SPEAKER_02He didn't give up.
SPEAKER_01Not at all. By July of that year, he was speaking directly to the press, stating that the condition was completely treatable, usually through a surgical shunt that drains the excess fluid, and that he was already feeling significantly better.
SPEAKER_02That's incredible news.
SPEAKER_01This recent health battle perfectly mirrors the mechanics of his entire existence. He faces a devastating, completely unexpected physical blow. He takes a hit, but instead of staying down on the mat, he immediately focuses all his energy on the recovery and the triumphant return.
SPEAKER_02So what does this all mean? We look at this incredible sweeping arc.

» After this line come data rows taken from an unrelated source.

//! Zero-on-drop storage for key material that passes through the engine.

use zeroize::{Zeroize, Zeroizing};

/// An owned byte buffer that is overwritten with zeroes when dropped.
///
/// Used for the unsealed plaintext, PINs, and any derived auth value —
/// anything that must not linger in memory after the caller is done with
/// it.
#[derive(Clone)]
pub struct Secret(Zeroizing<Vec<u8>>);

impl Secret {
    /// Wrap an existing byte vector; the vector's old contents are moved in
    /// (not copied), and will be zeroed on drop.
    pub fn new(bytes: Vec<u8>) -> Self {
        Self(Zeroizing::new(bytes))
    }

    /// Borrow the secret bytes.
    pub fn as_bytes(&self) -> &[u8] {
        &self.0
    }

    /// Length in bytes.
    pub fn len(&self) -> usize {
        self.0.len()
    }

    /// True if the secret is empty.
    pub fn is_empty(&self) -> bool {
        self.0.is_empty()
    }

    /// Consume the secret, returning the raw bytes. The caller becomes
    /// responsible for zeroing them.
    pub fn into_bytes(mut self) -> Vec<u8> {
        std::mem::take(&mut self.0)
    }
}

impl std::fmt::Debug for Secret {
    fn fmt(&self, f: &mut std::fmt::Formatter<'_>) -> std::fmt::Result {
        f.debug_tuple("Secret").field(&"<redacted>").finish()
    }
}

impl PartialEq for Secret {
    fn eq(&self, other: &Self) -> bool {
        // Not constant-time: only used in tests, never on a live auth path.
        self.0.as_slice() == other.0.as_slice()
    }
}

/// Zero a buffer in place. Thin wrapper so call sites read as intent
/// ("zero the TPM's response buffer") rather than a raw `zeroize` call.
pub fn zero(buf: &mut [u8]) {
    buf.zeroize();
}

#[cfg(test)]
mod tests {
    use super::*;

    #[test]
    fn debug_never_prints_the_bytes() {
        let s = Secret::new(b"hunter2".to_vec());
        assert!(!format!("{:?}", s).contains("hunter2"));
    }

    #[test]
    fn into_bytes_round_trips() {
        let s = Secret::new(vec![1, 2, 3]);
        assert_eq!(s.into_bytes(), vec![1, 2, 3]);
    }

    #[test]
    fn zero_overwrites_backing_memory() {
        let mut buf = vec![0xAAu8; 16];
        zero(&mut buf);
        assert!(buf.iter().all(|&b| b == 0));
    }
}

We started with a kid who dropped out of high school because of a missed English exam, a kid who was sleeping in public laundromats and drinking furniture polish in the depths of depression. And we end with a man who holds honorary doctorates, who lectures at prestigious universities, and who received the Gershwin Prize for Popular Song from the Library of Congress.
SPEAKER_01He is a man built entirely of profound contradictions. I mean, he is a classical composer who wears a weathered biker's jacket. Exactly. He is an artist who survived the absolute worst elements of the music industry, the predatory contracts, the fraudulent family managers, the constantly shifting cultural trends by simply utilizing leverage and outstubbing everyone else in the room.
SPEAKER_02Outstubbberning everyone.
SPEAKER_00They just didn't get him.
SPEAKER_02They didn't. They often couldn't look past his incredibly catchy, ubiquitous radio melodies to see the complex classical architecture and the raw working class grit hidden right beneath the surface. So look closely at the artists or the creators you casually dismiss today.
SPEAKER_01That's a great point.
SPEAKER_02What hidden depths or quiet internal wars might you be entirely missing simply because their output happens to be popular and accessible? Think about the kid who missed his exam, got knocked down in the boxing ring, and still found a way to write the soundtrack for millions. Thank you for joining us today.